▶ WHAT NEEDS TO BE DONE
Among the entries below, one stretch runs from the line that contains "use std::io::Write;" through the line that contains "URL; overrides settings.". Repeat that stretch exactly, ends included, and only that.

▶ EXERCISE MATERIAL
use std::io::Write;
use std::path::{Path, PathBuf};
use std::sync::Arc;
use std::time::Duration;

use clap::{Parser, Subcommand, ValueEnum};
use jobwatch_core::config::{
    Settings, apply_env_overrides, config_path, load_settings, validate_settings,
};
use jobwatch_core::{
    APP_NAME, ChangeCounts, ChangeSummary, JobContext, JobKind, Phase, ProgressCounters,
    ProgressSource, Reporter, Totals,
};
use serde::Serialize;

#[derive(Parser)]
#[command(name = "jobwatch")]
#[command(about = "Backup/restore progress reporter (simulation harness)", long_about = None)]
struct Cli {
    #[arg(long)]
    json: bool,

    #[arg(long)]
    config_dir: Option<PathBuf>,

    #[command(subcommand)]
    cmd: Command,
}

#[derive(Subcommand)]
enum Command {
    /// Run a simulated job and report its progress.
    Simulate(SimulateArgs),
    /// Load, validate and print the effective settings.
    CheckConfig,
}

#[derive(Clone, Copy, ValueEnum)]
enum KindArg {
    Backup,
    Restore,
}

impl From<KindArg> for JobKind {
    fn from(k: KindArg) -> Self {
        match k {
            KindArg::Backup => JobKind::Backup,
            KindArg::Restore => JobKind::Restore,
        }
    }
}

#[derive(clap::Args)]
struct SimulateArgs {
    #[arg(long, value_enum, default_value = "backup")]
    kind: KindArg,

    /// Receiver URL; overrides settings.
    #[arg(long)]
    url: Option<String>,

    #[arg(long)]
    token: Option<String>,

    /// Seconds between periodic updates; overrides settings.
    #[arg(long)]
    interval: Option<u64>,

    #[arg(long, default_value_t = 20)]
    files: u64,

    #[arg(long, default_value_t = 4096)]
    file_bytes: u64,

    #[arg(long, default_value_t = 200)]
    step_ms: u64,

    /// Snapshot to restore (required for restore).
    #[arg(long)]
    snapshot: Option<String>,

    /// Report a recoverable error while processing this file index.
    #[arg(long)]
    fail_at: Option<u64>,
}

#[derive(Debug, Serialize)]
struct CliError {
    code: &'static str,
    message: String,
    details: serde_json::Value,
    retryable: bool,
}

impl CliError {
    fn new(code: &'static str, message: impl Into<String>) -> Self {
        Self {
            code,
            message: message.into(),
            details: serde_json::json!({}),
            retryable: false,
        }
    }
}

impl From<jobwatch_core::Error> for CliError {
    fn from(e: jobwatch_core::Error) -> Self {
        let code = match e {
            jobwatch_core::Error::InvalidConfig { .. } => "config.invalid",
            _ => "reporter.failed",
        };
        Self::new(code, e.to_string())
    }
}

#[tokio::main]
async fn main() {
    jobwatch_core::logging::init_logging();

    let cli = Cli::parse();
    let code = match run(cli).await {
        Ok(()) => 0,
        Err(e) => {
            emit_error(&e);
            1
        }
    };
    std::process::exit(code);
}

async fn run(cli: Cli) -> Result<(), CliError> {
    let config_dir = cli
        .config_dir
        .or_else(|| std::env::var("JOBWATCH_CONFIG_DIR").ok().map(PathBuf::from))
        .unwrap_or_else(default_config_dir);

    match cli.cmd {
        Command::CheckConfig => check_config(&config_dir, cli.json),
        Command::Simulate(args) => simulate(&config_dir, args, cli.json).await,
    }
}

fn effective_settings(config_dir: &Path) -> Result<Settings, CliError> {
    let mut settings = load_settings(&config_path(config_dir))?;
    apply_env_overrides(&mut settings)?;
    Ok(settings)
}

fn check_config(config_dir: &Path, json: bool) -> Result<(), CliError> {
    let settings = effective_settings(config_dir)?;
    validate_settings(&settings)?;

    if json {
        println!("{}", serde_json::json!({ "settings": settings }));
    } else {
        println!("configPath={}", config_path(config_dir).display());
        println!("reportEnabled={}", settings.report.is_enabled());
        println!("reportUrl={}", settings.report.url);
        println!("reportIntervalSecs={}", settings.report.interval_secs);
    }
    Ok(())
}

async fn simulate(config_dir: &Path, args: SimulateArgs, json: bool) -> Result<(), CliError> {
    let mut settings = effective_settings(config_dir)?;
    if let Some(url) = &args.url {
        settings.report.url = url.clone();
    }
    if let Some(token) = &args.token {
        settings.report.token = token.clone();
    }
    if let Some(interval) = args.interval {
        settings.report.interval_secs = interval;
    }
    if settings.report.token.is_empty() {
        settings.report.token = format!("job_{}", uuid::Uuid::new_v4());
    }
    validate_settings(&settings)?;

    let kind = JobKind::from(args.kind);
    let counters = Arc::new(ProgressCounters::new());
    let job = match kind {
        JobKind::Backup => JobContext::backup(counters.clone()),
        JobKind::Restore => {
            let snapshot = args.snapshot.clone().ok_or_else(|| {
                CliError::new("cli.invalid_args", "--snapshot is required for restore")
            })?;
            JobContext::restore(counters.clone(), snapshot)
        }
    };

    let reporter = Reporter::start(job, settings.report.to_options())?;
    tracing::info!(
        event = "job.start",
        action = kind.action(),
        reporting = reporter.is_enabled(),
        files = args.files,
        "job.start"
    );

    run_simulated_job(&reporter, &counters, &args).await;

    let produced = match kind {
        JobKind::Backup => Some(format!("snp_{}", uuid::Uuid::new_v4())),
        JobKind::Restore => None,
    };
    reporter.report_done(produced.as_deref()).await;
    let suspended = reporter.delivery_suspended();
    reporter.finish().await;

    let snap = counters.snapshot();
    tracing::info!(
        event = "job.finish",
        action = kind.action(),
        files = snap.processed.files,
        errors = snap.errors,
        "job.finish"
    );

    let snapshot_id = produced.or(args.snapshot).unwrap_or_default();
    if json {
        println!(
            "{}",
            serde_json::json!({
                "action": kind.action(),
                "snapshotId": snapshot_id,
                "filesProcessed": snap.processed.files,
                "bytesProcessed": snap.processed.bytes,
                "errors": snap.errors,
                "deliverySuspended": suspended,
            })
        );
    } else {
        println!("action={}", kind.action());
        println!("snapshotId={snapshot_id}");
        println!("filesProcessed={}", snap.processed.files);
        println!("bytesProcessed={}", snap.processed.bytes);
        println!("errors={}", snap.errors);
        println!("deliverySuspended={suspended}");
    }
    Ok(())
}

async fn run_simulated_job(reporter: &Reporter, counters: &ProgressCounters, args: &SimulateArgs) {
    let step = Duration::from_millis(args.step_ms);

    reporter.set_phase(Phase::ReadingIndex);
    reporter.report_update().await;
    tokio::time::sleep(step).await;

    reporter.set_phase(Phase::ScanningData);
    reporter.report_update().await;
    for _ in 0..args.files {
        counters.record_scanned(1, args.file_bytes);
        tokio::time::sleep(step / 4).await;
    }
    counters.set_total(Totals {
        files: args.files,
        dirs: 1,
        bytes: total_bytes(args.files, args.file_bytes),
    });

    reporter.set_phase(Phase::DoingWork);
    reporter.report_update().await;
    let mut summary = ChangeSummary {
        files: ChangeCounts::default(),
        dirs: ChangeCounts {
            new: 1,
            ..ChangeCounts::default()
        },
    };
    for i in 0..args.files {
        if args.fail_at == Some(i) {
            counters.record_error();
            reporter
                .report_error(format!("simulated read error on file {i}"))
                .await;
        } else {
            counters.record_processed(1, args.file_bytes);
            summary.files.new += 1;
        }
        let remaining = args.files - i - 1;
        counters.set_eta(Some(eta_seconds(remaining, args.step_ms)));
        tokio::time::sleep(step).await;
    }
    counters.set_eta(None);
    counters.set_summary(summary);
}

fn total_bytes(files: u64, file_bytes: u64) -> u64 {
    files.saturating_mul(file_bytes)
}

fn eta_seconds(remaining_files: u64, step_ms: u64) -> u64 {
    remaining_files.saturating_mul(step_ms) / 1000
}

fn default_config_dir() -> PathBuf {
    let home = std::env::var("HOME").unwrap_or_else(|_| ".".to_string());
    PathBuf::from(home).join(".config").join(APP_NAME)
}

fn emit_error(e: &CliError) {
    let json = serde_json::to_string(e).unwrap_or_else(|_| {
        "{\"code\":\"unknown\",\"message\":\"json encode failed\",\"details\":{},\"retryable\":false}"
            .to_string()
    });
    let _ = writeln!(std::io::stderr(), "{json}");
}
* * *
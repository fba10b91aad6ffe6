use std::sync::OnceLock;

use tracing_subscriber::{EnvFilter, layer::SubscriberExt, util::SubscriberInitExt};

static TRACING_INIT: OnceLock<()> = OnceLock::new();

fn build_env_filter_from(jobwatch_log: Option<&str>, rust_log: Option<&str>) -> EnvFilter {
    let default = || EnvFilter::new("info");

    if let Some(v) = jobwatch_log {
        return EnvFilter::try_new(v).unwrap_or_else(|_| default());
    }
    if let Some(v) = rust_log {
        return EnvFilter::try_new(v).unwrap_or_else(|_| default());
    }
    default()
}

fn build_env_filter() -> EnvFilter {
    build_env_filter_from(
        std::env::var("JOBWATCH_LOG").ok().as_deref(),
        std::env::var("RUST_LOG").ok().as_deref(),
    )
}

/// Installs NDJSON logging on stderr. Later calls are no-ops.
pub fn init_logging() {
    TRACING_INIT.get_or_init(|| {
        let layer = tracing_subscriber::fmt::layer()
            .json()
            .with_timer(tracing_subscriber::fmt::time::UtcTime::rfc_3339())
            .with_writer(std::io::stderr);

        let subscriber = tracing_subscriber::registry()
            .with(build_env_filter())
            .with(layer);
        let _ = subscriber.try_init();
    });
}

▶ RESPONSE FOR THIS EXERCISE
use std::io::Write;
use std::path::{Path, PathBuf};
use std::sync::Arc;
use std::time::Duration;

use clap::{Parser, Subcommand, ValueEnum};
use jobwatch_core::config::{
    Settings, apply_env_overrides, config_path, load_settings, validate_settings,
};
use jobwatch_core::{
    APP_NAME, ChangeCounts, ChangeSummary, JobContext, JobKind, Phase, ProgressCounters,
    ProgressSource, Reporter, Totals,
};
use serde::Serialize;

#[derive(Parser)]
#[command(name = "jobwatch")]
#[command(about = "Backup/restore progress reporter (simulation harness)", long_about = None)]
struct Cli {
    #[arg(long)]
    json: bool,

    #[arg(long)]
    config_dir: Option<PathBuf>,

    #[command(subcommand)]
    cmd: Command,
}

#[derive(Subcommand)]
enum Command {
    /// Run a simulated job and report its progress.
    Simulate(SimulateArgs),
    /// Load, validate and print the effective settings.
    CheckConfig,
}

#[derive(Clone, Copy, ValueEnum)]
enum KindArg {
    Backup,
    Restore,
}

impl From<KindArg> for JobKind {
    fn from(k: KindArg) -> Self {
        match k {
            KindArg::Backup => JobKind::Backup,
            KindArg::Restore => JobKind::Restore,
        }
    }
}

#[derive(clap::Args)]
struct SimulateArgs {
    #[arg(long, value_enum, default_value = "backup")]
    kind: KindArg,

    /// Receiver URL; overrides settings.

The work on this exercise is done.